> **Work to be completed**
Reproduce exactly, from the data that follows, the line with "self.find_by_name(prefix).map(|spec| (spec, rest.to_string()))", the line with "and is stripped;", and every line that lies between them.

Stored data
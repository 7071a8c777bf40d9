//! Provider registry - single source of truth for LLM provider metadata

use serde::{Deserialize, Serialize};

/// One LLM provider's metadata
#[derive(Debug, Clone, Serialize, Deserialize)]
pub struct ProviderSpec {
    // Identity
    pub name: String,
    pub display_name: String,
    #[serde(default)]
    pub keywords: Vec<String>,
    #[serde(default)]
    pub env_key: String,

    // Gateway / local detection
    #[serde(default)]
    pub is_gateway: bool,
    #[serde(default)]
    pub is_local: bool,
    #[serde(default)]
    pub detect_by_key_prefix: String,
    #[serde(default)]
    pub detect_by_base_keyword: String,

    // Endpoint defaults
    #[serde(default)]
    pub default_api_base: String,
    #[serde(default)]
    pub default_model: String,
}

impl ProviderSpec {
    pub fn label(&self) -> String {
        if !self.display_name.is_empty() {
            self.display_name.clone()
        } else {
            self.name.clone()
        }
    }

    /// Whether requests need an API key
    pub fn requires_key(&self) -> bool {
        !self.is_local
    }
}

/// Registry of available LLM providers
pub struct ProviderRegistry {
    providers: Vec<ProviderSpec>,
}

impl ProviderRegistry {
    /// Create a new provider registry with default providers
    pub fn new() -> Self {
        Self {
            providers: Self::default_providers(),
        }
    }

    /// Get all provider specs
    pub fn all(&self) -> &[ProviderSpec] {
        &self.providers
    }

    /// Find a provider by model name (case-insensitive keyword matching)
    pub fn find_by_model(&self, model: &str) -> Option<&ProviderSpec> {
        let model_lower = model.to_lowercase();
        self.providers
            .iter()
            .filter(|spec| !spec.is_gateway && !spec.is_local)
            .find(|spec| spec.keywords.iter().any(|kw| model_lower.contains(kw)))
    }

    /// Find a gateway/local provider
    pub fn find_gateway(
        &self,
        provider_name: Option<&str>,
        api_key: Option<&str>,
        api_base: Option<&str>,
    ) -> Option<&ProviderSpec> {
        // 1. Direct match by config key
        if let Some(spec) = provider_name.and_then(|name| self.find_by_name(name)) {
            if spec.is_gateway || spec.is_local {
                return Some(spec);
            }
        }

        // 2. Auto-detect by api_key prefix / api_base keyword
        self.providers.iter().find(|spec| {
            let key_match = !spec.detect_by_key_prefix.is_empty()
                && api_key.is_some_and(|key| key.starts_with(&spec.detect_by_key_prefix));
            let base_match = !spec.detect_by_base_keyword.is_empty()
                && api_base.is_some_and(|base| base.contains(&spec.detect_by_base_keyword));
            key_match || base_match
        })
    }

    /// Find a provider by config field name
    pub fn find_by_name(&self, name: &str) -> Option<&ProviderSpec> {
        self.providers.iter().find(|spec| spec.name == name)
    }

    /// Split a `<provider>/model` string whose prefix names a known provider
    pub fn find_by_prefix(&self, model: &str) -> Option<(&ProviderSpec, String)> {
        let (prefix, rest) = model.split_once('/')?;
        self.find_by_name(prefix).map(|spec| (spec, rest.to_string()))
    }

    /// Pick the provider for a model string and return the model name to send.
    ///
    /// A `<provider>/` prefix naming a known provider wins and is stripped;
    /// otherwise the model keywords decide and the name is sent unchanged.
    pub fn resolve(&self, model: &str) -> Option<(&ProviderSpec, String)> {
        self.find_by_prefix(model).or_else(|| {
            self.find_by_model(model)
                .map(|spec| (spec, model.to_string()))
        })
    }

    fn default_providers() -> Vec<ProviderSpec> {
        let yaml = include_str!("providers.yaml");
        serde_yaml::from_str(yaml).expect("Failed to parse default providers configuration")
    }
}

impl Default for ProviderRegistry {
    fn default() -> Self {
        Self::new()
    }
}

> **Solution for this task**
        self.find_by_name(prefix).map(|spec| (spec, rest.to_string()))
    }

    /// Pick the provider for a model string and return the model name to send.
    ///
    /// A `<provider>/` prefix naming a known provider wins and is stripped;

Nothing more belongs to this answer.